INHERITOR by David Drake

"You need a dagger, caravan master," said the stranger to Samlor hi) Samt as he began to bring a weapon slowly out from under his cloak.

The man hadn't spoken loudly, but there were key words which rang in the air of the Vulgar Unicorn. Weapon words were almost as sure a way to get attention in this bar as the mention of money. Conversation stopped or dropped into a lower key; eyes shifted over beer mugs and dice cups.

Samlor was already in the state of tension which gripped any sane man when he walked into this bar in the heart of Sanctuary's Maze district. More than the word "dagger" shocked him now, so that his right hand slipped to the brass pommel and hilt-of nondescript hardwood, plain and serviceable like the man who carried it-of the long fighting knife in his belt sheath.

At the same time, Samlor's left arm swept behind him to locate and hold his seven-year-old niece Star. She was with him in this place because there was no place in the world safer for her than beside her mother's brother ... which was almost another way of saying that there was no safety at all in this life.

Almost, because for forty-three years, Samlor hil Samt had managed to do what he thought he had to do, be damned to the price he paid or the cost to whatever stood between him and duty.
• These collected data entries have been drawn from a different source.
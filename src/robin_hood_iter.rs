//! Iterators over a [`RobinHoodTable`](crate::RobinHoodTable).
//!
//! All of them walk the bucket array in physical order, skip empty buckets
//! and stop after the bucket flagged as last.

use crate::alloc::{Global, RawAllocator};
use crate::bucket::{Bucket, Distance};
use crate::contiguous_array;
use core::iter::FusedIterator;
use core::slice;

/// Shared iterator over `(&K, &V)`.
pub struct Iter<'a, K, V> {
    buckets: slice::Iter<'a, Bucket<K, V>>,
    remaining: usize,
}

impl<'a, K, V> Iter<'a, K, V> {
    pub(crate) fn new(buckets: &'a [Bucket<K, V>], len: usize) -> Self {
        Self {
            buckets: buckets.iter(),
            remaining: len,
        }
    }
}

impl<'a, K, V> Iterator for Iter<'a, K, V> {
    type Item = (&'a K, &'a V);

    fn next(&mut self) -> Option<Self::Item> {
        if self.remaining == 0 {
            return None;
        }
        for bucket in self.buckets.by_ref() {
            if let Some((k, v)) = bucket.entry() {
                self.remaining -= 1;
                return Some((k, v));
            }
            if bucket.is_last() {
                break;
            }
        }
        None
    }

    fn size_hint(&self) -> (usize, Option<usize>) {
        (self.remaining, Some(self.remaining))
    }
}

impl<K, V> ExactSizeIterator for Iter<'_, K, V> {}
impl<K, V> FusedIterator for Iter<'_, K, V> {}

impl<K, V> Clone for Iter<'_, K, V> {
    fn clone(&self) -> Self {
        Self {
            buckets: self.buckets.clone(),
            remaining: self.remaining,
        }
    }
}

/// Iterator over `(&K, &mut V)`. Keys stay immutable so their hashes do not
/// change under the table.
pub struct IterMut<'a, K, V> {
    buckets: slice::IterMut<'a, Bucket<K, V>>,
    remaining: usize,
}

impl<'a, K, V> IterMut<'a, K, V> {
    pub(crate) fn new(buckets: &'a mut [Bucket<K, V>], len: usize) -> Self {
        Self {
            buckets: buckets.iter_mut(),
            remaining: len,
        }
    }
}

impl<'a, K, V> Iterator for IterMut<'a, K, V> {
    type Item = (&'a K, &'a mut V);

    fn next(&mut self) -> Option<Self::Item> {
        if self.remaining == 0 {
            return None;
        }
        for bucket in self.buckets.by_ref() {
            let last = bucket.is_last();
            if let Some((k, v)) = bucket.entry_mut() {
                self.remaining -= 1;
                return Some((&*k, v));
            }
            if last {
                break;
            }
        }
        None
    }

    fn size_hint(&self) -> (usize, Option<usize>) {
        (self.remaining, Some(self.remaining))
    }
}

impl<K, V> ExactSizeIterator for IterMut<'_, K, V> {}
impl<K, V> FusedIterator for IterMut<'_, K, V> {}

/// Owning iterator; entries not yet yielded are dropped with it.
pub struct IntoIter<K, V, A: RawAllocator = Global> {
    buckets: contiguous_array::IntoIter<Bucket<K, V>, A>,
    remaining: usize,
}

impl<K, V, A: RawAllocator> IntoIter<K, V, A> {
    pub(crate) fn new(buckets: contiguous_array::IntoIter<Bucket<K, V>, A>, len: usize) -> Self {
        Self {
            buckets,
            remaining: len,
        }
    }
}

impl<K, V, A: RawAllocator> Iterator for IntoIter<K, V, A> {
    type Item = (K, V);

    fn next(&mut self) -> Option<(K, V)> {
        if self.remaining == 0 {
            return None;
        }
        for mut bucket in self.buckets.by_ref() {
            if let Some((_, _, entry)) = bucket.take() {
                self.remaining -= 1;
                return Some(entry);
            }
        }
        None
    }

    fn size_hint(&self) -> (usize, Option<usize>) {
        (self.remaining, Some(self.remaining))
    }
}

impl<K, V, A: RawAllocator> ExactSizeIterator for IntoIter<K, V, A> {}
impl<K, V, A: RawAllocator> FusedIterator for IntoIter<K, V, A> {}

/// Entries sharing one ideal bucket, as returned by
/// [`RobinHoodTable::bucket_entries`](crate::RobinHoodTable::bucket_entries).
///
/// Walks forward from the ideal bucket: an entry `j` buckets along belongs
/// to it exactly when its recorded distance is `j`. Larger distances belong
/// to earlier buckets and are skipped; a smaller distance or an empty bucket
/// ends the run.
pub struct BucketEntries<'a, K, V> {
    buckets: &'a [Bucket<K, V>],
    index: usize,
    offset: Distance,
    mask: usize,
    done: bool,
}

impl<'a, K, V> BucketEntries<'a, K, V> {
    pub(crate) fn new(buckets: &'a [Bucket<K, V>], bucket: usize, mask: usize) -> Self {
        Self {
            buckets,
            index: bucket,
            offset: 0,
            mask,
            done: bucket >= buckets.len(),
        }
    }
}

impl<'a, K, V> Iterator for BucketEntries<'a, K, V> {
    type Item = (&'a K, &'a V);

    fn next(&mut self) -> Option<Self::Item> {
        while !self.done {
            if self.offset as usize > self.mask {
                self.done = true;
                break;
            }
            let bucket = &self.buckets[self.index];
            if bucket.distance() < self.offset {
                self.done = true;
                break;
            }
            let found = bucket.distance() == self.offset;
            self.index = (self.index + 1) & self.mask;
            self.offset += 1;
            if found {
                if let Some((k, v)) = bucket.entry() {
                    return Some((k, v));
                }
            }
        }
        None
    }
}

impl<K, V> FusedIterator for BucketEntries<'_, K, V> {}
The stranger shouldn't have called him "caravan master." That's what he was, what he had been ever since he had determined to lift his family from poverty, despite the scorn all his kin heaped on him for dishonoring Ordonian nobility by going into trade. But no one in Sanctuary should have recognized Samlor; and if they did, he and Star were in trouble much deeper than the general miasma of danger permeating this place. There were people in Sanctuary who actively wished Samlor dead. That was unusual; not because he'd lived a life free from deadly enemies, but because fate or the Cirdonian caravan master himself had carried off most of those direct threats already.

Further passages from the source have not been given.